Integrin clustering is driven by mechanical resistance from the glycocalyx and the substrate
Entry by Angelo Mao, AP 225, Fall 2010
Title: Integrin clustering is driven by mechanical resistance from the glycocalyx and the substrate
Authors: Paszek M, et al
Journal: PloS Computational Biology
Volume: Vol 5(12)
The authors create a model for integrin-ligand binding dynamics out of only several elements: the substrate, the cell surface, the intervening glycocalyx layer, integrins, and ligands. Due to the fact that an integrin-ligand bond deforms the surface of the cell and substrate to increase proximity between free ligands and integrins, the model demonstrates that integrin-ligand binding is a cooperative event, leading to integrin clustering. This model matches experimental observations relating ligand density, substrate stiffness, and other factors to integrin-ligand binding.
soft matter keywords: extracellular matrix, substrate, Hill coefficient
The authors used a lattice spring model (LSM) to model the stress and strain of the deformable cell membrane and substrate surface. In this model, the materials were treated as having nodes attached by springs. The integrin-ligand bonds themselves were treated as Hookian springs, and the kinetics of the bond formation as a function of distance followed Bell's model. More specifically, within a certain distance, integrin and ligands attracted each other, and this affinity followed Boltzmann's distribution. The glycocalyx layer between the cell and its substrate was also modeled as a spring. As part of this model, the integrins were allowed to diffuse through the cell layer, and this was modeled by Monte Carlo simulation; the progression of the system as a whole was also simulated by Monte Carlo. Moreover, the movement of unbound integrins was different from that of bound integrins, and subject to a "hop" reaction. To analyze clustering of integrins on the cell surface, Ripley's K-functions were maximized. (The Ripley's K-function is a way of analyzing how dot clustering deviates from a Poisson distribution.)

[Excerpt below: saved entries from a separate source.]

//! RTO event aggregate.

use std::collections::HashMap;

use chrono::{DateTime, Utc};
use common::{CompanyId, Money, NdrId, OrderId, RtoId, ShipmentId, WarehouseId};
use serde::{Deserialize, Serialize};
use thiserror::Error;

use super::status::{ReturnStatus, RtoReason, TriggerType};

/// Errors raised by the RTO event aggregate itself.
#[derive(Debug, Error, PartialEq, Eq)]
pub enum RtoEventError {
    /// The requested status change is not on the transition graph.
    #[error("Cannot transition RTO from {from} to {to}")]
    InvalidTransition { from: ReturnStatus, to: ReturnStatus },

    /// The wallet charge has already been stamped on this event.
    #[error("Charges already deducted for this RTO")]
    ChargesAlreadyDeducted,

    /// QC cannot be recorded in the current status.
    #[error("RTO must be delivered to warehouse before QC, current status {status}")]
    QcNotAllowed { status: ReturnStatus },
}

/// One recorded status change in the event's history.
#[derive(Debug, Clone, Serialize, Deserialize)]
pub struct StatusChange {
    /// Status before the change.
    pub from: ReturnStatus,
    /// Status after the change.
    pub to: ReturnStatus,
    /// When the change happened.
    pub at: DateTime<Utc>,
    /// Who caused the change, when known.
    pub actor: Option<String>,
    /// Free-form note attached to the change.
    pub remarks: Option<String>,
}

/// Result of the warehouse quality-control inspection.
#[derive(Debug, Clone, Serialize, Deserialize)]
pub struct QcResult {
    /// Whether the returned units are sellable.
    pub passed: bool,
    /// Inspector remarks.
    pub remarks: Option<String>,
    /// Who performed the inspection.
    pub inspected_by: String,
    /// When the inspection was recorded.
    pub inspected_at: DateTime<Utc>,
}

/// Input for recording a QC inspection; `inspected_at` is stamped by the
/// aggregate.
#[derive(Debug, Clone)]
pub struct QcInput {
    pub passed: bool,
    pub remarks: Option<String>,
    pub inspected_by: String,
}

/// Everything needed to open a new RTO event during the trigger flow.
///
/// The reverse AWB is not part of the input; the courier issues it later
/// in the same unit of work and it is stamped with
/// [`RtoEvent::assign_reverse_awb`].
#[derive(Debug, Clone)]
pub struct NewRto {
    pub shipment_id: ShipmentId,
    pub order_id: OrderId,
    pub company_id: CompanyId,
    pub warehouse_id: WarehouseId,
    pub reason: RtoReason,
    pub trigger_type: TriggerType,
    pub ndr_event_id: Option<NdrId>,
    pub charge: Money,
}

/// The aggregate root of the return workflow.
///
/// Created only inside the trigger unit of work, advanced by state-machine
/// transitions, and never deleted: terminal states close an immutable
/// audit trail.
#[derive(Debug, Clone, Serialize, Deserialize)]
pub struct RtoEvent {
    id: RtoId,
    shipment_id: ShipmentId,
    order_id: OrderId,
    company_id: CompanyId,
    warehouse_id: WarehouseId,
    reverse_awb: Option<String>,
    rto_reason: RtoReason,
    trigger_type: TriggerType,
    ndr_event_id: Option<NdrId>,
    return_status: ReturnStatus,
    status_history: Vec<StatusChange>,
    charges_deducted: bool,
    charges_deducted_at: Option<DateTime<Utc>>,
    rto_charge: Money,
    qc_result: Option<QcResult>,
    metadata: HashMap<String, serde_json::Value>,
    created_at: DateTime<Utc>,
    updated_at: DateTime<Utc>,
}

impl RtoEvent {
    /// Opens a new RTO event in `Initiated` status.
    ///
    /// The charge amount is recorded but not yet stamped as deducted;
    /// the coordinator stamps it after the wallet confirms.
    pub fn open(new: NewRto) -> Self {
        let now = Utc::now();
        Self {
            id: RtoId::new(),
            shipment_id: new.shipment_id,
            order_id: new.order_id,
            company_id: new.company_id,
            warehouse_id: new.warehouse_id,
            reverse_awb: None,
            rto_reason: new.reason,
            trigger_type: new.trigger_type,
            ndr_event_id: new.ndr_event_id,
            return_status: ReturnStatus::Initiated,
            status_history: Vec::new(),
            charges_deducted: false,
            charges_deducted_at: None,
            rto_charge: new.charge,
            qc_result: None,
            metadata: HashMap::new(),
            created_at: now,
            updated_at: now,
        }
    }

    /// Moves the event to `next`, recording the change in the history.
    pub fn transition_to(
        &mut self,
        next: ReturnStatus,
        actor: Option<&str>,
        remarks: Option<&str>,
    ) -> Result<(), RtoEventError> {
        if !self.return_status.can_transition_to(next) {
            return Err(RtoEventError::InvalidTransition {
                from: self.return_status,
                to: next,
            });
        }

        let now = Utc::now();
        self.status_history.push(StatusChange {
            from: self.return_status,
            to: next,
            at: now,
            actor: actor.map(str::to_string),
            remarks: remarks.map(str::to_string),
        });
        self.return_status = next;
        self.updated_at = now;
        Ok(())
    }

    /// Stamps the wallet deduction. Legal exactly once.
    pub fn mark_charges_deducted(&mut self) -> Result<(), RtoEventError> {
        if self.charges_deducted {
            return Err(RtoEventError::ChargesAlreadyDeducted);
        }
        let now = Utc::now();
        self.charges_deducted = true;
        self.charges_deducted_at = Some(now);
        self.updated_at = now;
        Ok(())
    }

    /// Records the QC inspection and advances to `QcCompleted`.
    pub fn record_qc(&mut self, input: QcInput) -> Result<(), RtoEventError> {
        if !self.return_status.can_record_qc() {
            return Err(RtoEventError::QcNotAllowed {
                status: self.return_status,
            });
        }

        let now = Utc::now();
        self.qc_result = Some(QcResult {
            passed: input.passed,
            remarks: input.remarks.clone(),
            inspected_by: input.inspected_by.clone(),
            inspected_at: now,
        });
        self.transition_to(
            ReturnStatus::QcCompleted,
            Some(&input.inspected_by),
            input.remarks.as_deref(),
        )
    }

    /// Stamps the courier-issued reverse tracking id.
    pub fn assign_reverse_awb(&mut self, awb: impl Into<String>) {
        self.reverse_awb = Some(awb.into());
        self.updated_at = Utc::now();
    }

    /// Attaches adapter-specific data to the event.
    pub fn insert_metadata(&mut self, key: impl Into<String>, value: serde_json::Value) {
        self.metadata.insert(key.into(), value);
        self.updated_at = Utc::now();
    }
}

// Query methods
impl RtoEvent {
    pub fn id(&self) -> RtoId {
        self.id
    }

    pub fn shipment_id(&self) -> ShipmentId {
        self.shipment_id
    }

    pub fn order_id(&self) -> OrderId {
        self.order_id
    }

    pub fn company_id(&self) -> CompanyId {
        self.company_id
    }

    pub fn warehouse_id(&self) -> WarehouseId {
        self.warehouse_id
    }

    /// Tracking id issued by the courier for the return leg.
    ///
    /// `None` only while the trigger unit of work is still in flight; a
    /// committed event always carries it.
    pub fn reverse_awb(&self) -> Option<&str> {
        self.reverse_awb.as_deref()
    }

    pub fn rto_reason(&self) -> RtoReason {
        self.rto_reason
    }

    pub fn trigger_type(&self) -> TriggerType {
        self.trigger_type
    }

    pub fn ndr_event_id(&self) -> Option<NdrId> {
        self.ndr_event_id
    }

    pub fn return_status(&self) -> ReturnStatus {
        self.return_status
    }

    pub fn status_history(&self) -> &[StatusChange] {
        &self.status_history
    }

    pub fn charges_deducted(&self) -> bool {
        self.charges_deducted
    }

    pub fn charges_deducted_at(&self) -> Option<DateTime<Utc>> {
        self.charges_deducted_at
    }

    pub fn rto_charge(&self) -> Money {
        self.rto_charge
    }

    pub fn qc_result(&self) -> Option<&QcResult> {
        self.qc_result.as_ref()
    }

    pub fn metadata(&self) -> &HashMap<String, serde_json::Value> {
        &self.metadata
    }

    pub fn created_at(&self) -> DateTime<Utc> {
        self.created_at
    }

    pub fn updated_at(&self) -> DateTime<Utc> {
        self.updated_at
    }

    /// Returns true while the return has not reached a terminal state.
    pub fn is_active(&self) -> bool {
        !self.return_status.is_terminal()
    }
}

#[cfg(test)]
mod tests {
    use super::*;

    fn new_rto() -> NewRto {
        NewRto {
            shipment_id: ShipmentId::new(),
            order_id: OrderId::new(),
            company_id: CompanyId::new(),
            warehouse_id: WarehouseId::new(),
            reason: RtoReason::NdrUnresolved,
            trigger_type: TriggerType::Auto,
            ndr_event_id: Some(NdrId::new()),
            charge: Money::from_cents(5000),
        }
    }

    #[test]
    fn test_open_starts_initiated() {
        let event = RtoEvent::open(new_rto());

        assert_eq!(event.return_status(), ReturnStatus::Initiated);
        assert!(event.is_active());
        assert!(!event.charges_deducted());
        assert!(event.status_history().is_empty());
        assert!(event.reverse_awb().is_none());
    }

    #[test]
    fn test_assign_reverse_awb() {
        let mut event = RtoEvent::open(new_rto());
        event.assign_reverse_awb("RAWB-001");
        assert_eq!(event.reverse_awb(), Some("RAWB-001"));
    }

    #[test]
    fn test_transition_records_history() {
        let mut event = RtoEvent::open(new_rto());

        event
            .transition_to(ReturnStatus::InTransit, Some("courier-webhook"), None)
            .unwrap();

        assert_eq!(event.return_status(), ReturnStatus::InTransit);
        assert_eq!(event.status_history().len(), 1);
        let change = &event.status_history()[0];
        assert_eq!(change.from, ReturnStatus::Initiated);
        assert_eq!(change.to, ReturnStatus::InTransit);
        assert_eq!(change.actor.as_deref(), Some("courier-webhook"));
    }

    #[test]
    fn test_illegal_transition_is_rejected() {
        let mut event = RtoEvent::open(new_rto());

        let err = event
            .transition_to(ReturnStatus::Restocked, None, None)
            .unwrap_err();

        assert_eq!(
            err,
            RtoEventError::InvalidTransition {
                from: ReturnStatus::Initiated,
                to: ReturnStatus::Restocked,
            }
        );
        assert_eq!(event.return_status(), ReturnStatus::Initiated);
        assert!(event.status_history().is_empty());
    }

    #[test]
    fn test_charges_deducted_exactly_once() {
        let mut event = RtoEvent::open(new_rto());

        event.mark_charges_deducted().unwrap();
        assert!(event.charges_deducted());
        assert!(event.charges_deducted_at().is_some());

        assert_eq!(
            event.mark_charges_deducted().unwrap_err(),
            RtoEventError::ChargesAlreadyDeducted
        );
    }

    #[test]
    fn test_record_qc_from_delivered() {
        let mut event = RtoEvent::open(new_rto());
        event
            .transition_to(ReturnStatus::InTransit, None, None)
            .unwrap();
        event
            .transition_to(ReturnStatus::DeliveredToWarehouse, None, None)
            .unwrap();

        event
            .record_qc(QcInput {
                passed: true,
                remarks: Some("intact".to_string()),
                inspected_by: "inspector-7".to_string(),
            })
            .unwrap();

        assert_eq!(event.return_status(), ReturnStatus::QcCompleted);
        let qc = event.qc_result().unwrap();
        assert!(qc.passed);
        assert_eq!(qc.inspected_by, "inspector-7");
    }

    #[test]
    fn test_record_qc_rejected_before_delivery() {
        let mut event = RtoEvent::open(new_rto());

        let err = event
            .record_qc(QcInput {
                passed: true,
                remarks: None,
                inspected_by: "inspector-7".to_string(),
            })
            .unwrap_err();

        assert_eq!(
            err,
            RtoEventError::QcNotAllowed {
                status: ReturnStatus::Initiated
            }
        );
        assert!(event.qc_result().is_none());
    }

    #[test]
    fn test_cancel_from_initiated_only() {
        let mut event = RtoEvent::open(new_rto());
        event
            .transition_to(ReturnStatus::Cancelled, Some("seller"), Some("ordered twice"))
            .unwrap();
        assert!(!event.is_active());

        let mut moving = RtoEvent::open(new_rto());
        moving
            .transition_to(ReturnStatus::InTransit, None, None)
            .unwrap();
        assert!(
            moving
                .transition_to(ReturnStatus::Cancelled, None, None)
                .is_err()
        );
    }

    #[test]
    fn test_metadata_bag() {
        let mut event = RtoEvent::open(new_rto());
        event.insert_metadata("pickup_slot", serde_json::json!("10:00-14:00"));

        assert_eq!(
            event.metadata().get("pickup_slot"),
            Some(&serde_json::json!("10:00-14:00"))
        );
    }

    #[test]
    fn test_serialization_roundtrip() {
        let mut event = RtoEvent::open(new_rto());
        event.mark_charges_deducted().unwrap();
        event
            .transition_to(ReturnStatus::InTransit, None, None)
            .unwrap();

        let json = serde_json::to_string(&event).unwrap();
        let back: RtoEvent = serde_json::from_str(&json).unwrap();

        assert_eq!(back.id(), event.id());
        assert_eq!(back.return_status(), ReturnStatus::InTransit);
        assert!(back.charges_deducted());
        assert_eq!(back.status_history().len(), 1);
    }
}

Figure 3 is a good pictoral representation, derived from the researchers' model, explaining why cooperative integrin binding occurs. The first bond deforms the membrane so that the membrane is closer to the substrate at that point than others. Integrins near that first bond would be closer to ligands on the substrate, and the affinity between integrin and ligand would lead to integrin translation across the surface of the cell membrane, clustering, and patch of integrin-ligand bonds. One can imagine that the initial dark blue points in the earlier time points of Figure 2 led to deformation of the cell membrane as shown in figure 3, and subsequent clustering.

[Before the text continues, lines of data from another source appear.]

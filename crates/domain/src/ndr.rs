//! Non-delivery report entity, the idempotency key for auto triggers.

use chrono::{DateTime, Utc};
use common::{NdrId, ShipmentId};
use serde::{Deserialize, Serialize};

/// Resolution state of a non-delivery report.
#[derive(Debug, Clone, Copy, PartialEq, Eq, Hash, Serialize, Deserialize)]
#[serde(rename_all = "snake_case")]
pub enum NdrStatus {
    /// Awaiting action (reattempt, address fix, or RTO).
    Pending,

    /// A later delivery attempt succeeded.
    Resolved,

    /// This NDR produced an RTO; it must never produce another.
    RtoTriggered,
}

impl NdrStatus {
    /// Returns the status name as a string.
    pub fn as_str(&self) -> &'static str {
        match self {
            NdrStatus::Pending => "pending",
            NdrStatus::Resolved => "resolved",
            NdrStatus::RtoTriggered => "rto_triggered",
        }
    }
}

impl std::fmt::Display for NdrStatus {
    fn fmt(&self, f: &mut std::fmt::Formatter<'_>) -> std::fmt::Result {
        write!(f, "{}", self.as_str())
    }
}

/// A courier-reported failed delivery attempt.
#[derive(Debug, Clone, Serialize, Deserialize)]
pub struct NdrEvent {
    pub id: NdrId,
    pub shipment_id: ShipmentId,
    /// Which delivery attempt failed (1-based).
    pub attempt: u32,
    /// Courier-supplied failure reason, verbatim.
    pub courier_remark: String,
    pub status: NdrStatus,
    pub created_at: DateTime<Utc>,
}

The authors varied parameters such as ligand density, substrate stiffness, and glycocalyx stiffness. Figure 4 shows the model's results of how bond number and Hill coefficient (which is indicative of cooperative binding) change with substrate stiffness and ligand density; the Y in figure 3A indicates the Young's modulus of the substrate. The logarithmic shape of figure A is indicative of cooperative binding, and the Hill coefficients are shown in B. Cooperativity is minor on soft substrates, the authors posit, because the substrate is so soft that cooperativity is unimportant. Cooperativity increases linearly (aka from the Hill coefficient) up to a certain stiffness.
Various models had been proposed to explain integrin-ligand formation, which is characterized by clustering and variations based on substrate and ligand density variation. This model shows that the observed changes may occur solely from the energetics involved in integrin-ligand bonds, and the ability of integrins to migrate through the cell membrane. Previous studies do show, however, that there are intracellular components that affect integrin-ligand bonds, so this model only encapsulates a part of all integrin-ligand binding events. This model also has implications to the creation of soft materials for cell behavior, since it clearly shows that properties of the substrate strongly regulate binding. One of the more interesting predictions of the model is the time scale, which shows that most integrin-ligand bonds form and most clustering occurs within the first minute (figure 2). Comparing this time scale against that of the downstream biological effects of the bond formation would be interesting. Lastly, this model is philosophically interesting because it suggests that complex biological phenomena can be explained by the energies of physical interactions. This model has limitations, however. The most significant one, probably, is that it assumes that the cell is resting peacefully on the glycocalyx layer on the substrate, an assumption that would be false in situations of fluid shear stress or other mechanical strain, as occurs in many physiological environments.